Meeting your girlfriend’s parents for the first time is a big step in a relationship. You’re taking it up a notch from casual dating;  you’re saying that you’re ready to start to solidifying your couplehood by placing yourself inside of her social and familial circle and allowing them to put a face to the name. You won’t be able to slink away later as an anonymous dude. You’re ready to announce your interest in a lady to the most important people in her life.

Thus, the experience can be a tad nerve racking. Parents are pretty protective of their daughters. They want to feel comfortable with the idea of you as a boyfriend, as possibly the future man in her life. A boyfriend can make a woman completely happy or totally wreck her life, and they want to know that it’s the former. And on the flip side, your girlfriend really wants her family to like you. She wants you to shine so she can get their approval. And if she’s hoping for a long-term relationship with you, she’s got her fingers crossed that you’ll get along with them.

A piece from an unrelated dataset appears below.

//! Room placement and routing

pub mod service;

pub use service::{LobbyError, RoomService};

So that’s a lot of pressure. But you’re a man and you’re cool under pressure. But to have that kind of confidence you have to prepare. Follow the tips below, and your girlfriend’s mom will be raving about you to all her friends.

Make a Great First Impression

It’s cliché, but it’s the truth; you never have a second chance to make a first impression. Your girlfriend’s parents are going to be sizing you up and making assumptions about you the minute you walk through the door.

Dress sharp. Nothing telegraphs more about your personality than your clothes. Besides your face, it’s the first thing your girlfriend’s parents are going to be taking in when they open the door. Even if you’re just having a casual dinner at their house, look presentable and put together. It’s hard to go wrong with khakis and a nice polo shirt. Don’t wear anything too outlandish. If your clothes need ironing, iron them.

Bring flowers for mom. We instantly like people who come bearing gifts. So present mom with a classy bouquet. If you purchased the flowers from the grocery store, take a moment to remove the price tag before you get out of the car.

Give a friendly greeting. As soon as you meet the parents, look them in the eye, smile and offer a firm handshake to both parents. Give a manly handshake, not a dead fish. Address them as Mr. and Mrs. Smith. Do not call them by their first names until they ask you to. Even after you have met your girlfriend’s parents several times, address them as Mr. and Mrs. Smith until they ask you to call them by their first names.

Build Rapport

Be engaged in conversations. One of the best ways to be charming is to act genuinely interested in people. People like others who seem interested in their lives, and they love to talk about themselves. So ask your girlfriend’s parents questions and listen attentively when they talk to you. When they tell you things, ask follow-up questions to get more details. And follow the basic rules of polite conversation: avoid controversial topics, don’t interrupt, don’t swear ect.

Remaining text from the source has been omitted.